Anything I do here in Scottsdale has to be in the very early morning. Into the teens all this week, again. I envy all of you in cool climes. Bill

chuckbear
Explorer
Explorer
Ed_Gee wrote:
The Trimark door lock failed on our Class C.....could not open door. Ultimately found out that Trimark T-507 lock assemblies had a defect.....the latch bolt was made out of pot metal.....many broke over the years. The new ones now are made of steel.


This is not the same issue as a lock cylinder failing, which many have done. Chuck

Ed_Gee
Explorer
Explorer
The Trimark door lock failed on our Class C.....could not open door. Ultimately found out that Trimark T-507 lock assemblies had a defect.....the latch bolt was made out of pot metal.....many broke over the years. The new ones now are made of steel.
Ed - on the Central Oregon coast
2018 Winnebago Fuse 23A
Scion xA toad

chuckbear
Explorer
Explorer
Ours is a Trimark and the deadbolt key no longer works in the lock. Fortunately, we were able to finally unlock it and get in but we no longer use it. Just the door latch lock. These Trimark door handle/locks are junk and fail often leaving owners locked out of the rig. We are looking for alternatives to Trimark. This is our third lock that has failed. The deadbolt works using the inside locking lever so the problem is the cylinder which can't be replaced. Chuck

Dusty_R
Explorer
Explorer
We bought a new,class C, Itasca in 2017 and that winter the door latch broke. Got a new one under warranty, It also broke. Went to a small place that sold RV parts, and got a new one but different make, and it's still working fine.

naturist
Nomad
Nomad
Ack, no! Oil in a lock cylinder works temporarily but is a long term kiss of death. It attracts and traps dust which kills the lock in short order.

Locks should only ever be lubed with dry graphite. They make tiny lifetime supply tubes of it for the express purpose of lubing locks. They cost $2 or so, are mostly air, and use the air to blow a small amount of graphite dust into the lock. Flick the tube a few times with your finger, blow a couple squeezes into the key slot, insert key and work it around. It should free up easily.

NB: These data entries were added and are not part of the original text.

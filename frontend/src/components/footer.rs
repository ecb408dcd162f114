use chrono::Datelike;
use yew::prelude::*;
use yew_router::prelude::*;

use crate::config;
use crate::content::{NAV_LINKS, SERVICES, SOCIAL_LINKS};
use crate::Route;

pub fn copyright_line(year: i32) -> String {
    format!("© {} {}. All Rights Reserved.", year, config::COMPANY_NAME)
}

#[function_component(Footer)]
pub fn footer() -> Html {
    let year = chrono::Local::now().year();

    html! {
        <footer class="site-footer">
            <div class="footer-accent"></div>

            <div class="container-custom footer-grid">
                <div class="footer-brand">
                    <Link<Route> to={Route::Home} classes="footer-logo">
                        <img src="/logo.png" alt={config::COMPANY_NAME} />
                        <span>{config::BRAND}</span>
                    </Link<Route>>
                    <p>
                        {"Your trusted partner for audit, tax, accounting, and consulting services in Nairobi. We deliver excellence with integrity."}
                    </p>
                    <div class="social-links">
                        { for SOCIAL_LINKS.iter().map(|social| html! {
                            <a href={social.href} aria-label={social.label} class="social-link">
                                {social.glyph}
                            </a>
                        }) }
                    </div>
                </div>

                <div>
                    <h4>{"Quick Links"}</h4>
                    <ul class="footer-links">
                        { for NAV_LINKS.iter().map(|link| html! {
                            <li>
                                <Link<Route> to={link.route.clone()} classes="footer-link">
                                    {link.label}
                                </Link<Route>>
                            </li>
                        }) }
                    </ul>
                </div>

                <div>
                    <h4>{"Our Services"}</h4>
                    <ul class="footer-links">
                        { for SERVICES.iter().map(|service| html! {
                            <li>
                                <Link<Route> to={Route::Services} classes="footer-link">
                                    {service.title}
                                </Link<Route>>
                            </li>
                        }) }
                    </ul>
                </div>

                <div>
                    <h4>{"Contact Us"}</h4>
                    <ul class="footer-contact">
                        <li>
                            <span class="glyph">{"📍"}</span>
                            <span>
                                {config::ADDRESS_LINES[0]}<br />
                                {config::ADDRESS_LINES[1]}
                            </span>
                        </li>
                        <li>
                            <span class="glyph">{"📞"}</span>
                            <a href={config::PHONE_HREF}>{config::PHONE_DISPLAY}</a>
                        </li>
                        <li>
                            <span class="glyph">{"✉"}</span>
                            <a href={config::EMAIL_HREF}>{config::EMAIL}</a>
                        </li>
                        <li>
                            <span class="glyph">{"🕗"}</span>
                            <span>{config::BUSINESS_HOURS}</span>
                        </li>
                    </ul>
                </div>
            </div>

            <div class="footer-bottom">
                <div class="container-custom footer-bottom-bar">
                    <p>{copyright_line(year)}</p>
                    <div class="footer-legal">
                        <a href="#">{"Privacy Policy"}</a>
                        <a href="#">{"Terms of Service"}</a>
                    </div>
                </div>
            </div>
        </footer>
    }
}
use yew::prelude::*;

/// Scrolls the window to the top once, when the calling page mounts.
#[hook]
pub fn use_scroll_to_top() {
    use_effect_with_deps(
        move |_| {
            if let Some(window) = web_sys::window() {
                window.scroll_to_with_x_and_y(0.0, 0.0);
            }
            || ()
        },
        (), // Runs only on mount
    );
}
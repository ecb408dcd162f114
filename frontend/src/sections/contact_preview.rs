use log::info;
use yew::prelude::*;
use yew_router::prelude::*;

use crate::components::reveal::{Motion, Reveal};
use crate::config;
use crate::content::{CONTACT_INFO, SERVICES};
use crate::Route;

#[function_component(ContactPreview)]
pub fn contact_preview() -> Html {
    // The form collects nothing yet, a submit only stays on the page
    let on_submit = Callback::from(|e: SubmitEvent| {
        e.prevent_default();
        info!("Contact form submitted, no handler configured");
    });

    html! {
        <section class="section-padding contact-preview">
            <div class="container-custom">
                <Reveal class="section-header">
                    <span class="pre-title">{"Get In Touch"}</span>
                    <h2>{"Let's Discuss Your Financial Needs"}</h2>
                    <p>{"Ready to take your business to the next level? Contact us for a free consultation and discover how we can help."}</p>
                </Reveal>

                <div class="contact-grid">
                    <Reveal start={0.70} delay_ms={200} class="contact-form-card">
                        <h3>{"Send Us a Message"}</h3>
                        <form class="contact-form" onsubmit={on_submit}>
                            <div class="form-row">
                                <label>
                                    <span>{"Full Name"}</span>
                                    <input type="text" placeholder="John Doe" />
                                </label>
                                <label>
                                    <span>{"Email Address"}</span>
                                    <input type="email" placeholder="john@example.com" />
                                </label>
                            </div>
                            <div class="form-row">
                                <label>
                                    <span>{"Phone Number"}</span>
                                    <input type="tel" placeholder={config::PHONE_DISPLAY} />
                                </label>
                                <label>
                                    <span>{"Service Required"}</span>
                                    <select>
                                        <option value="">{"Select a service"}</option>
                                        { for SERVICES.iter().map(|service| html! {
                                            <option value={service.id.slug()}>{service.title}</option>
                                        }) }
                                    </select>
                                </label>
                            </div>
                            <label>
                                <span>{"Message"}</span>
                                <textarea rows="4" placeholder="Tell us about your needs..." />
                            </label>
                            <button type="submit" class="btn-primary">{"Send Message →"}</button>
                        </form>
                    </Reveal>

                    <div class="contact-cards">
                        { for CONTACT_INFO.iter().enumerate().map(|(i, entry)| html! {
                            <Reveal motion={Motion::FadeRight} start={0.65} delay_ms={300 + i as u32 * 100}>
                                <div class="info-card">
                                    <div class="info-icon">{entry.glyph}</div>
                                    <div>
                                        <h4>{entry.title}</h4>
                                        {
                                            match entry.link {
                                                Some(href) => html! { <a href={href}>{entry.content}</a> },
                                                None => html! { <p>{entry.content}</p> },
                                            }
                                        }
                                    </div>
                                </div>
                            </Reveal>
                        }) }

                        <Reveal motion={Motion::FadeRight} start={0.65} delay_ms={700}>
                            <div class="info-card urgent">
                                <h4>{"Need Urgent Assistance?"}</h4>
                                <p>{"Our team is ready to help you with any urgent financial matters."}</p>
                                <Link<Route> to={Route::Contact} classes="btn-yellow">
                                    {"Contact Us Now →"}
                                </Link<Route>>
                            </div>
                        </Reveal>
                    </div>
                </div>
            </div>
        </section>
    }
}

Do be aware that RV door locks of that vintage and style suffered a manufacturing flaw, or at least some of them did. The defective ones were supposed to have the key inserted and withdrawn ONLY with the blade vertical, but the defective ones could have the key withdrawn with the blade horizontal, and when that was done, it could freeze up the lock permanently. Those had to be drilled out when frozen. Hopefully yours isn’t one of the defectives and the graphite lube does the trick.